One trained instructor and one stimulated patient were used for each station, and in all stations, checklists were used to evaluate technicians and the instructors gave the necessary feedback. The sessions lasted between 20 and 160 min (a total of 16 h) over two days [11, 15,16,17,18]. All methods were carried out in accordance with relevant guidelines and regulations.
Study area and population
This study was performed in the Pre-hospital Emergency Center of Gonabad, in the east of Iran. The strategic location and feasibility of the Gonabad Emergency Center makes it a particularly suitable center for providing pre-hospital services to trauma victims in the northeastern region of the country. The Gonabad Emergency Center received 55,939 calls in 2018, of which 14,190 resulted in dispatch. In total, 3464 of these dispatches were related to trauma missions. The calls that did not result in dispatch included repeated calls, non-emergency calls, failed calls, harassment, and counseling.
Sampling was done in three stages through convenient, stratified and then simple random allocation. To do so, 64 technicians who met the inclusion criteria were selected via convenient sampling and divided into two categories (Associate degree and B.A). Then, samples from each level were randomly divided into experimental and control groups according to the number of technicians. It should be noted that four people in the control group were excluded from the study due to the lack of registered cases of eligible trauma victims for each technician within the specified time (See Fig. 1). Instances of trauma and on-scene time were extracted from the standard intervals of emergency services. Trauma cases were selected based on the classification of the causes of injuries based on an expanded matrix of the US Centers for Disease Control and Prevention. Consequently, trauma cases were divided into three categories: road traffic injuries, falls and other types of injuries .

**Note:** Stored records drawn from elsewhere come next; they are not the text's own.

//! Wire-level building blocks of the tunnel: zero-copy IPv4/TCP header views, incremental
//! one's-complement checksum updates and the endpoint address translator.

pub mod checksum;
pub mod header;
pub mod translate;

pub use header::{HeaderError, Ipv4View, Protocol, TcpView, MAX_PACKET_SIZE};
pub use translate::{translate, Translation};
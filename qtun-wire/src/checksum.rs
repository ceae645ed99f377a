//! Incremental one's-complement checksum updates (RFC 1071 / RFC 1624).
//!
//! Rewriting an address in an IPv4 packet only changes a handful of 16-bit words that
//! participate in the IP header checksum and in the TCP/UDP pseudo-header checksum. Instead
//! of re-summing the whole packet, the difference between the old and the new words is
//! collected in an [`Accumulator`] and folded into the stored checksum with
//! [`Accumulator::adjust`].
//!
//! The arithmetic follows the `ADD_CHECKSUM_32`, `SUB_CHECKSUM_32` and `ADJUST_CHECKSUM`
//! macros from OpenVPN bit for bit, including the asymmetric handling of negative sums.
//!
//! ```
//! use qtun_wire::checksum::Accumulator;
//!
//! let mut header = [
//!     0x45, 0x00, 0x00, 0x73, 0x00, 0x00, 0x40, 0x00, 0x40, 0x11, 0xb8, 0x61, 0xc0, 0xa8,
//!     0x00, 0x01, 0xc0, 0xa8, 0x00, 0xc7,
//! ];
//!
//! let mut acc = Accumulator::new();
//! acc.accumulate(&header[12..16], false);
//! header[12..16].copy_from_slice(&[10, 0, 0, 2]);
//! acc.accumulate(&header[12..16], true);
//! acc.adjust(&mut header[10..12]);
//!
//! assert_eq!(&header[10..12], &[0x6f, 0x09]);
//! ```

/// Signed running delta between the words removed from and added to a checksummed region.
#[derive(Debug, Clone, Copy, Default, PartialEq, Eq)]
pub struct Accumulator(i32);

impl Accumulator {
    /// Creates an empty accumulator.
    pub const fn new() -> Self {
        Self(0)
    }

    /// Returns the raw accumulated delta.
    pub const fn value(self) -> i32 {
        self.0
    }

    /// Folds every 4-byte word of `region` into the accumulator, split into its high and low
    /// 16-bit halves.
    ///
    /// Old data (about to be overwritten) is added with `subtract == false`, new data is
    /// removed with `subtract == true`. Trailing bytes that do not form a full word are
    /// ignored; callers only ever pass IPv4 addresses.
    pub fn accumulate(&mut self, region: &[u8], subtract: bool) {
        for word in region.chunks_exact(4) {
            let word = u32::from_be_bytes([word[0], word[1], word[2], word[3]]);
            let low = (word & 0xFFFF) as i32;
            let high = (word >> 16) as i32;

            if subtract {
                self.0 -= low;
                self.0 -= high;
            } else {
                self.0 += low;
                self.0 += high;
            }
        }
    }

    /// Applies the accumulated delta to the big-endian checksum stored in `field`.
    ///
    /// # Panics
    /// Panics if `field` is shorter than 2 bytes.
    pub fn adjust(self, field: &mut [u8]) {
        let checksum = u16::from_be_bytes([field[0], field[1]]);

        let acc = self.0 + i32::from(checksum);
        let checksum = if acc < 0 { !fold(-acc) } else { fold(acc) };

        field[..2].copy_from_slice(&checksum.to_be_bytes());
    }
}

/// Adds the high 16 bits into the low 16 bits, then adds the resulting carry once more.
#[inline]
const fn fold(mut acc: i32) -> u16 {
    acc = (acc >> 16) + (acc & 0xFFFF);
    acc += acc >> 16;
    acc as u16
}
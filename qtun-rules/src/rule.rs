use std::{net::Ipv4Addr, sync::Arc};

use ipnet::Ipv4Net;
use rustc_hash::FxHashSet;

use crate::{
    limit::{Limit, LimitKind},
    quota::Quota,
};

/// Which packets a rule applies to.
#[derive(Debug, Clone, PartialEq, Eq)]
pub enum Matcher {
    /// Every address inside a CIDR block.
    Cidr(Ipv4Net),
    /// An explicit set of addresses, usually resolved from a domain name at load time.
    Addresses(FxHashSet<Ipv4Addr>),
    /// Every address.
    Any,
}

impl Matcher {
    pub fn contains(&self, addr: Ipv4Addr) -> bool {
        match self {
            Self::Cidr(net) => net.contains(&addr),
            Self::Addresses(set) => set.contains(&addr),
            Self::Any => true,
        }
    }
}

/// One admission policy: a matcher, a limit and the quota counting against it.
#[derive(Debug)]
pub struct Rule {
    matcher: Matcher,
    /// The CIDR block, address or domain name the rule was written with.
    label: Arc<str>,
    limit: Limit,
    quota: Arc<Quota>,
}

impl Rule {
    pub fn new(matcher: Matcher, label: impl Into<Arc<str>>, limit: Limit) -> Self {
        let quota = Arc::new(Quota::new(limit.base()));
        Self { matcher, label: label.into(), limit, quota }
    }

    /// A packet matches if either its source or its destination is covered by the matcher.
    #[inline]
    pub fn matches(&self, src: Ipv4Addr, dst: Ipv4Addr) -> bool {
        self.matcher.contains(src) || self.matcher.contains(dst)
    }

    #[inline]
    pub const fn matcher(&self) -> &Matcher {
        &self.matcher
    }

    #[inline]
    pub fn label(&self) -> &str {
        &self.label
    }

    /// The label as a shared string, cheap to hand out with every status event.
    #[inline]
    pub const fn shared_label(&self) -> &Arc<str> {
        &self.label
    }

    #[inline]
    pub const fn limit(&self) -> &Limit {
        &self.limit
    }

    #[inline]
    pub const fn kind(&self) -> LimitKind {
        self.limit.kind()
    }

    #[inline]
    pub const fn quota(&self) -> &Arc<Quota> {
        &self.quota
    }
}

/// The ordered rules of a tunnel. Later rules take priority over earlier ones.
#[derive(Debug, Default)]
pub struct RuleSet {
    rules: Vec<Rule>,
}

impl RuleSet {
    pub const fn new(rules: Vec<Rule>) -> Self {
        Self { rules }
    }

    /// Returns the last declared rule matching the packet, with its index.
    pub fn find_match(&self, src: Ipv4Addr, dst: Ipv4Addr) -> Option<(usize, &Rule)> {
        self.rules.iter().enumerate().rev().find(|(_, rule)| rule.matches(src, dst))
    }

    #[inline]
    pub fn get(&self, index: usize) -> Option<&Rule> {
        self.rules.get(index)
    }

    #[inline]
    pub fn len(&self) -> usize {
        self.rules.len()
    }

    #[inline]
    pub fn is_empty(&self) -> bool {
        self.rules.is_empty()
    }

    pub fn iter(&self) -> std::slice::Iter<'_, Rule> {
        self.rules.iter()
    }
}

impl<'a> IntoIterator for &'a RuleSet {
    type Item = &'a Rule;
    type IntoIter = std::slice::Iter<'a, Rule>;

    fn into_iter(self) -> Self::IntoIter {
        self.iter()
    }
}
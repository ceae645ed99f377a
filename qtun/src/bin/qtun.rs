use clap::Parser;
use qtun::{
    cli::Args,
    shutdown::{drive, Interrupt},
    status::ConsoleSink,
    Device, Error, HostSetup, SystemResolver, TunDevice, Tunnel,
};
use tracing_subscriber::EnvFilter;

#[tokio::main]
async fn main() {
    let args = Args::parse();
    let quiet = args.quiet;

    tracing_subscriber::fmt()
        .with_env_filter(EnvFilter::try_from_default_env().unwrap_or_else(|_| EnvFilter::new("info")))
        .with_writer(std::io::stderr)
        .init();

    // The tunnel never stops on its own, so every way out is a failure.
    match run(args).await {
        Err(Error::Interrupted) => {
            if !quiet {
                println!();
            }
            tracing::info!("interrupted, shutting down");
        }
        Err(e) => tracing::error!("{e}"),
        Ok(()) => {}
    }

    std::process::exit(1);
}

async fn run(args: Args) -> Result<(), Error> {
    // Listen before touching the host, so an early interrupt still reaches the teardown below.
    let mut interrupt = Interrupt::register().map_err(Error::Signal)?;

    args.validate()?;

    let rules = qtun::load_file(&args.rules, &SystemResolver).await?;
    let device = TunDevice::create(None)?;

    let setup = if args.skip_setup {
        None
    } else {
        Some(HostSetup::apply(device.name(), args.setup_config())?)
    };

    let tunnel = Tunnel::new(device, rules, args.tunnel_config());
    let result = if args.quiet {
        drive(tunnel, interrupt.recv()).await
    } else {
        drive(tunnel.with_sink(ConsoleSink), interrupt.recv()).await
    };

    if let Some(setup) = setup {
        if let Err(e) = setup.teardown() {
            tracing::warn!(iface = setup.iface(), "teardown incomplete: {e}");
        }
    }

    result
}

The on-scene time interval was assessed and calculated based on the standard intervals of providing emergency services (See Table 1).
The inclusion criteria included no history of participation in the life preservation course in trauma victims, and filling the standard pre-hospital emergency care questionnaire for trauma victims who were injured and transported to the medical center by an ambulance. To achieve the average on-scene time, at least three trauma missions were extracted in three stages including time intervals before, after and one month after the intervention for each technician according to the study group (the duration of each time interval was one week and extended to two weeks if not reached the limit). To control for the confounding variables that may affect the on-scene time, only missions that required emergency medical operations were included in the study. As such missions that contained an unsafe scenes where the technicians were on hold due to scene conditions or required release (e.g. trapped patients) prior to emergency medical operations were excluded from the study.Thus, a total of 526 electronic emergency contact records that met the inclusion criteria were documented (experimental group = 272 cases; control group = 254 cases).

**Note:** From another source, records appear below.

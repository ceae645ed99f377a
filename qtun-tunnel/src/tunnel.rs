use std::{net::Ipv4Addr, sync::Arc};

use qtun_device::Device;
use qtun_rules::{Admission, LimitKind, Rule, RuleSet};
use qtun_wire::{translate, Ipv4View, Protocol, Translation, MAX_PACKET_SIZE};
use tracing::Instrument;

use crate::{
    status::{NoopSink, StatusEvent, StatusSink},
    TunnelConfig, TunnelError, TunnelStats,
};

/// Why a packet was not forwarded.
#[derive(Debug, Clone, Copy, PartialEq, Eq)]
pub enum DropReason {
    /// The buffer is not a well-formed IPv4 datagram.
    Malformed,
    /// No rule matched and the packet is not UDP.
    Unmatched,
    /// The matching rule's quota is used up.
    LimitReached,
    /// The matching rule counts time, which only TCP and ICMP packets are admitted against.
    Unsupported,
}

/// The decision taken for one packet.
#[derive(Debug, Clone, Copy, PartialEq, Eq)]
pub enum Verdict {
    /// The packet was translated in place and must be written back to the device.
    Forward(Translation),
    Drop(DropReason),
}

impl Verdict {
    #[inline]
    pub const fn is_forward(self) -> bool {
        matches!(self, Self::Forward(_))
    }
}

/// Header fields the decision depends on, copied out so the buffer can be rewritten
/// afterwards.
#[derive(Debug, Clone, Copy)]
struct Summary {
    source: Ipv4Addr,
    destination: Ipv4Addr,
    protocol: Protocol,
}

impl Summary {
    fn read(packet: &[u8]) -> Option<Self> {
        let view = match Ipv4View::parse(packet) {
            Ok(view) => view,
            Err(e) => {
                tracing::trace!(len = packet.len(), "dropping malformed packet: {e}");
                return None;
            }
        };

        Some(Self {
            source: view.source(),
            destination: view.destination(),
            protocol: view.protocol(),
        })
    }
}

/// Decodes the TCP header of an already validated packet. A segment too short to hold a TCP
/// header is not a handshake reply.
fn is_syn_ack(packet: &[u8]) -> bool {
    Ipv4View::parse(packet).ok().and_then(|view| view.tcp()).is_some_and(|tcp| tcp.is_syn_ack())
}

/// The dispatch loop of a tunnel: reads packets from a [`Device`], charges them against the
/// matching rule and writes admitted packets back with their endpoint address translated.
///
/// Packets are handled strictly one at a time in arrival order. The only concurrent work is
/// the per-second timer of each running time quota, which lives on the Tokio runtime.
pub struct Tunnel<D, S = NoopSink> {
    device: D,
    rules: RuleSet,
    config: TunnelConfig,
    sink: S,
    stats: Arc<TunnelStats>,
}

impl<D: Device> Tunnel<D> {
    pub fn new(device: D, rules: RuleSet, config: TunnelConfig) -> Self {
        Self { device, rules, config, sink: NoopSink, stats: Arc::default() }
    }
}

impl<D, S> Tunnel<D, S>
where
    D: Device,
    S: StatusSink,
{
    /// Replaces the status sink.
    pub fn with_sink<T: StatusSink>(self, sink: T) -> Tunnel<D, T> {
        Tunnel {
            device: self.device,
            rules: self.rules,
            config: self.config,
            sink,
            stats: self.stats,
        }
    }

    pub fn stats(&self) -> &Arc<TunnelStats> {
        &self.stats
    }

    pub fn rules(&self) -> &RuleSet {
        &self.rules
    }

    /// Decides the fate of one packet. Admitted packets are translated in place.
    ///
    /// Starting a time quota's timer spawns a task, so this must run inside a Tokio runtime.
    pub fn process(&self, packet: &mut [u8]) -> Verdict {
        let verdict = self.decide(packet);
        self.stats.record(verdict);
        verdict
    }

    fn decide(&self, packet: &mut [u8]) -> Verdict {
        let Some(summary) = Summary::read(packet) else {
            return Verdict::Drop(DropReason::Malformed);
        };

        let Some((index, rule)) = self.rules.find_match(summary.source, summary.destination)
        else {
            if summary.protocol == Protocol::UDP {
                tracing::trace!(src = %summary.source, dst = %summary.destination, "forwarding unmatched UDP packet");
                return Verdict::Forward(self.translate(packet));
            }

            tracing::trace!(
                src = %summary.source,
                dst = %summary.destination,
                protocol = ?summary.protocol,
                "dropping unmatched packet"
            );
            return Verdict::Drop(DropReason::Unmatched);
        };

        let quota = rule.quota();
        let admission = match rule.kind() {
            LimitKind::Data => quota.admit_data(packet.len() as u64),
            LimitKind::Time => match summary.protocol {
                Protocol::TCP => {
                    if is_syn_ack(packet) && quota.start_timer() {
                        tracing::debug!(rule = index, label = rule.label(), "connection established, timer started");
                    }
                    quota.admit_time()
                }
                Protocol::ICMP => quota.admit_time(),
                protocol => {
                    tracing::trace!(rule = index, ?protocol, "dropping packet under time rule");
                    return Verdict::Drop(DropReason::Unsupported);
                }
            },
        };

        match admission {
            Admission::Admitted(count) => {
                self.emit_forwarded(index, rule, count);
                Verdict::Forward(self.translate(packet))
            }
            Admission::Denied(_) => {
                self.sink.emit(StatusEvent::LimitReached {
                    rule: index,
                    label: Arc::clone(rule.shared_label()),
                    kind: rule.kind(),
                    limit: quota.limit(),
                });
                Verdict::Drop(DropReason::LimitReached)
            }
        }
    }

    fn emit_forwarded(&self, index: usize, rule: &Rule, count: u64) {
        self.sink.emit(StatusEvent::Forwarded {
            rule: index,
            label: Arc::clone(rule.shared_label()),
            kind: rule.kind(),
            count,
            limit: rule.quota().limit(),
        });
    }

    #[inline]
    fn translate(&self, packet: &mut [u8]) -> Translation {
        translate(packet, self.config.inward, self.config.outward)
    }

    /// Runs the dispatch loop until the device fails. Interface errors are not recoverable,
    /// so this only ever returns an error.
    pub async fn run(&mut self) -> Result<(), TunnelError> {
        let span = tracing::info_span!("tunnel", iface = %self.device.name());
        self.dispatch().instrument(span).await
    }

    async fn dispatch(&mut self) -> Result<(), TunnelError> {
        tracing::info!(rules = self.rules.len(), inward = %self.config.inward, outward = %self.config.outward, "tunnel running");

        let mut buf = [0u8; MAX_PACKET_SIZE];
        loop {
            let len = self.device.recv(&mut buf).await.map_err(TunnelError::Read)?;
            self.stats.increment_read();

            let packet = &mut buf[..len];
            if self.process(packet).is_forward() {
                self.device.send(packet).await.map_err(TunnelError::Write)?;
            }
        }
    }
}

impl<D, S> std::fmt::Debug for Tunnel<D, S>
where
    D: Device,
{
    fn fmt(&self, f: &mut std::fmt::Formatter<'_>) -> std::fmt::Result {
        f.debug_struct("Tunnel")
            .field("device", &self.device.name())
            .field("rules", &self.rules.len())
            .field("config", &self.config)
            .field("stats", &self.stats)
            .finish()
    }
}
use std::io::{self, Write};

use qtun_tunnel::{StatusEvent, StatusSink};

/// Clears the current terminal line and returns the cursor to its start.
const CLEAR_LINE: &str = "\x1b[2K\r";

/// Renders every event on a single, continuously overwritten line of stdout.
#[derive(Debug, Default, Clone, Copy)]
pub struct ConsoleSink;

impl StatusSink for ConsoleSink {
    fn emit(&self, event: StatusEvent) {
        let mut stdout = io::stdout().lock();
        // A closed stdout must not stop the tunnel.
        let _ = write!(stdout, "{CLEAR_LINE}{event}").and_then(|()| stdout.flush());
    }
}
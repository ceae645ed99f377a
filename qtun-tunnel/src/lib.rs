//! The packet dispatch loop.
//!
//! Every datagram read from the tunnel device is matched against the rule set, last rule
//! first. The first matching rule's quota decides whether the packet is translated and
//! written back or dropped:
//!
//! - data rules charge the packet's length, as long as the count is still below the limit;
//! - time rules admit TCP and ICMP packets while the count is below the limit and start the
//!   rule's one-second timer when a connection is established (SYN+ACK).
//!
//! Packets no rule matches are forwarded if they are UDP, so name resolution keeps working
//! through the tunnel, and dropped otherwise.

use std::{io, net::Ipv4Addr};

mod stats;
pub use stats::TunnelStats;

mod status;
pub use status::{ChannelSink, NoopSink, StatusEvent, StatusSink};

mod tunnel;
pub use tunnel::{DropReason, Tunnel, Verdict};

/// Interface failures. Both end the dispatch loop.
#[derive(Debug, thiserror::Error)]
pub enum TunnelError {
    /// Reading the next datagram from the device failed.
    #[error("failed to read from tunnel device: {0}")]
    Read(#[source] io::Error),
    /// Writing an admitted datagram back to the device failed.
    #[error("failed to write to tunnel device: {0}")]
    Write(#[source] io::Error),
}

/// The two endpoint addresses the tunnel translates between.
#[derive(Debug, Clone, Copy, PartialEq, Eq)]
pub struct TunnelConfig {
    /// Source address of packets coming from the host.
    pub inward: Ipv4Addr,
    /// Address presented to the rest of the network.
    pub outward: Ipv4Addr,
}

impl Default for TunnelConfig {
    fn default() -> Self {
        Self { inward: Ipv4Addr::new(10, 0, 0, 1), outward: Ipv4Addr::new(10, 0, 0, 2) }
    }
}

A questionnaire was used to collect the data. The first part gathered the demographic information including age, level of education and work experience of technicians, which was completed via self-report. The second part was a standard questionnaire designed by the Ministry of Health and Medical Education in Iran. It contains electronic demographic characteristics of patients, the initial diagnosis of the disease and causes of crashes, and times of emergency service delivery. Timing includes the mission announcement time, moving from the base, reaching the emergency location, leaving the emergency location, reaching the medical center, delivery to the medical center, leaving the medical center and the end of the mission time .
Kolmogorov–Smirnov test showed that the variables are distributed normally. An independent t-test was used to compare the on-scene time interval in the experimental and control groups before and after the intervention. To compare the trend of changes in on-scene time intervals, a repeated measures ANOVA was run at the statistical level of α = 0.05. Data analysis was performed using SPSS software version 13.00 (SPSS Inc, Chicago, IL, USA).